> [TASK GOAL] Copy out, word for word, the lines from the start of the data below through the line containing "#[serde(default)]", and no others.

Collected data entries
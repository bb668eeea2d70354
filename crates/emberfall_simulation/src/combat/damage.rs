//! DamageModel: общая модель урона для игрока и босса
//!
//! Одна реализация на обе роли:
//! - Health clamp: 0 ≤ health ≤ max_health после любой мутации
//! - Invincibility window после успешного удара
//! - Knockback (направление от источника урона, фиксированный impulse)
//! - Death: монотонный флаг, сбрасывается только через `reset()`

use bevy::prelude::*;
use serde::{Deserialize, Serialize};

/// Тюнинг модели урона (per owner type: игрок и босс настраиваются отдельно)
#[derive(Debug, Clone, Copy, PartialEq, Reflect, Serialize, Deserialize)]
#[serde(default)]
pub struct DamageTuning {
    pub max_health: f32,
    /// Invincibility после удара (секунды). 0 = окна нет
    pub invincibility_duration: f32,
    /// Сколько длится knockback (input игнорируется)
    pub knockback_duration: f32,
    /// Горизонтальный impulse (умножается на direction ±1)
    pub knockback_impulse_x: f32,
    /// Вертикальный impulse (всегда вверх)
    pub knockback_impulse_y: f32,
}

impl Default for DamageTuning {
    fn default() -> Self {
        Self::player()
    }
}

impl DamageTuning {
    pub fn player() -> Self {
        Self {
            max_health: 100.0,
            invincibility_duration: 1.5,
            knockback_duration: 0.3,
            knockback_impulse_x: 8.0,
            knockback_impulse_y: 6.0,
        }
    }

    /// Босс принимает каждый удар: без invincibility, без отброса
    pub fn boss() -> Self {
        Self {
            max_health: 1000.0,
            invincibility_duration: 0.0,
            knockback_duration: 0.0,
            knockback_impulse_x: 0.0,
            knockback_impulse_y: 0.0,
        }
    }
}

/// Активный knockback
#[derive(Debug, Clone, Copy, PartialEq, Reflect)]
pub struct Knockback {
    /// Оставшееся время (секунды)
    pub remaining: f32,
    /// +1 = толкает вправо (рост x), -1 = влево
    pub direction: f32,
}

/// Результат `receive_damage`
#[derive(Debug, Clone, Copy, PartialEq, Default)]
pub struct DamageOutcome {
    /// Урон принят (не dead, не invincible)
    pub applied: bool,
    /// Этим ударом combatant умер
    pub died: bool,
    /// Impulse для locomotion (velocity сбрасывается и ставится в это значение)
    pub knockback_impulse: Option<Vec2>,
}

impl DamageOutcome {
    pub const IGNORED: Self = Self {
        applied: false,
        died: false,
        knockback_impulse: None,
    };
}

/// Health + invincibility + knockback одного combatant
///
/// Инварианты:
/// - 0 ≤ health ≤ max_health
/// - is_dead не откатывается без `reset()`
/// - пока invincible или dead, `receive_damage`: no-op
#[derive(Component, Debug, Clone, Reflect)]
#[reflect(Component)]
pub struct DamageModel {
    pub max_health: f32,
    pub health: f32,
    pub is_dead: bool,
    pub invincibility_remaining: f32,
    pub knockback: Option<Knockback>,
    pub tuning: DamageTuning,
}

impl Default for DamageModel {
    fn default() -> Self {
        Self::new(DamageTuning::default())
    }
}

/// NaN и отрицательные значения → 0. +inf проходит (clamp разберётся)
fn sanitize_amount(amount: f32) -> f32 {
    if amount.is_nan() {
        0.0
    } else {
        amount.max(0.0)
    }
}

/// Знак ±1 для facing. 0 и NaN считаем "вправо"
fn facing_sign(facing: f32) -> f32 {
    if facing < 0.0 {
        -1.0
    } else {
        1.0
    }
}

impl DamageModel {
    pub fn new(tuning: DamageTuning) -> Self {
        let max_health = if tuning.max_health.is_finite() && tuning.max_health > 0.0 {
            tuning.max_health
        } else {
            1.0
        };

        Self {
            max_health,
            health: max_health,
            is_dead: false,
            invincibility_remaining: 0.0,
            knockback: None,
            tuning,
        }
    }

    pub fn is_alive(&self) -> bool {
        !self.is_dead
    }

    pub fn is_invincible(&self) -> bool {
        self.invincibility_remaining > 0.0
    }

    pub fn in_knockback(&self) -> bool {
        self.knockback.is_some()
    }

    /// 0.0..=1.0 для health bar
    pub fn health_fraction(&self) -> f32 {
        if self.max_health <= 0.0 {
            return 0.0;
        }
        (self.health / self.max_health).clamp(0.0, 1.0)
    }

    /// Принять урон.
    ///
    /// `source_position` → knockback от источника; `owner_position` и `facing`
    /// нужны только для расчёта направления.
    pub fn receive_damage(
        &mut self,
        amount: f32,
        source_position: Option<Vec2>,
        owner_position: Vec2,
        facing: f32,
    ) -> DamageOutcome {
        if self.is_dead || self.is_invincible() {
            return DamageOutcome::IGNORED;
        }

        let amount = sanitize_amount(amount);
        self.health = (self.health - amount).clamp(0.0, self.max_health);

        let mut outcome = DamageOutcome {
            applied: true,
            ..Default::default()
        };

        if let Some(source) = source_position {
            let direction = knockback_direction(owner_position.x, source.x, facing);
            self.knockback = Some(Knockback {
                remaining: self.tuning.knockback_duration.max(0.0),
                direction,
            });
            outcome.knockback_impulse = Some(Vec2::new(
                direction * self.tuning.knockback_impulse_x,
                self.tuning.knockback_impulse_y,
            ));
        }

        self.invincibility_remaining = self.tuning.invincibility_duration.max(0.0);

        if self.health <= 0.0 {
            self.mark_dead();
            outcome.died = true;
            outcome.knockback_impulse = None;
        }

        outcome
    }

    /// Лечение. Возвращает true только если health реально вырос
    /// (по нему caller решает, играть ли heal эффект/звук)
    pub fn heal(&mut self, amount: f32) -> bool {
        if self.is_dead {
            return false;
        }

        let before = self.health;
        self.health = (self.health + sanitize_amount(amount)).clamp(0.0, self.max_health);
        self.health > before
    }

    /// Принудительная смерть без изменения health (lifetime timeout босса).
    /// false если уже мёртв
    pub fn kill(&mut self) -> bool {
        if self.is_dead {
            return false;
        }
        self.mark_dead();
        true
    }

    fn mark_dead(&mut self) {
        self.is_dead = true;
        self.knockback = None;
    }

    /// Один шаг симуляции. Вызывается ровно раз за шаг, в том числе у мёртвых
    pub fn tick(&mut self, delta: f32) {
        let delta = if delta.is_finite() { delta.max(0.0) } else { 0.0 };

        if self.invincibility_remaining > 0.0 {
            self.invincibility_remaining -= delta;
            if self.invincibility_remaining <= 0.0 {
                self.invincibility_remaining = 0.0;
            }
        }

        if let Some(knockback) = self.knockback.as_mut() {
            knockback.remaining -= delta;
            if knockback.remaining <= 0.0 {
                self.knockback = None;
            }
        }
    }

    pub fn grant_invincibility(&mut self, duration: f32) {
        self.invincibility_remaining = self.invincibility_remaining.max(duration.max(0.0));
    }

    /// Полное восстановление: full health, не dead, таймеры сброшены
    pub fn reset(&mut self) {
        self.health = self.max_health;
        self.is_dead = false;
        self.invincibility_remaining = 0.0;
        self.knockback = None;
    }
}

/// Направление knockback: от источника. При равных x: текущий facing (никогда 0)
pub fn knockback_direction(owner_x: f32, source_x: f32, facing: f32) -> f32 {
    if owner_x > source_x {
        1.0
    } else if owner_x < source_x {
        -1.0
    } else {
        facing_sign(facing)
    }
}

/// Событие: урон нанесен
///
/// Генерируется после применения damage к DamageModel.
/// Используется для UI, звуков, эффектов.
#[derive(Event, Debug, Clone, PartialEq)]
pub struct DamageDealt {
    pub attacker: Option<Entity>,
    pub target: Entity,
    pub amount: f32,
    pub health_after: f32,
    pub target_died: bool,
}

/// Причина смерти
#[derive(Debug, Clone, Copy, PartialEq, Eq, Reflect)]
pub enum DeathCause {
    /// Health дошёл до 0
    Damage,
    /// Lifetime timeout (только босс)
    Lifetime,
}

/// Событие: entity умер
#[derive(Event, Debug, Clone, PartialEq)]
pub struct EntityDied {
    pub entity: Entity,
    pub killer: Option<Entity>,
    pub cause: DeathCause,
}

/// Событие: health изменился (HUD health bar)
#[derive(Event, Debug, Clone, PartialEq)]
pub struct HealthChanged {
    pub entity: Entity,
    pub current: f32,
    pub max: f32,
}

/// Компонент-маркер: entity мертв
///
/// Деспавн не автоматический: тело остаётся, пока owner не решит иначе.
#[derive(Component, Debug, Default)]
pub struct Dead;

> [WRITTEN RESPONSE]
repository bb668eeea2d70354
filename crates/emberfall_simulation/src/combat/damage.rs
//! DamageModel: общая модель урона для игрока и босса
//!
//! Одна реализация на обе роли:
//! - Health clamp: 0 ≤ health ≤ max_health после любой мутации
//! - Invincibility window после успешного удара
//! - Knockback (направление от источника урона, фиксированный impulse)
//! - Death: монотонный флаг, сбрасывается только через `reset()`

use bevy::prelude::*;
use serde::{Deserialize, Serialize};

/// Тюнинг модели урона (per owner type: игрок и босс настраиваются отдельно)
#[derive(Debug, Clone, Copy, PartialEq, Reflect, Serialize, Deserialize)]
#[serde(default)]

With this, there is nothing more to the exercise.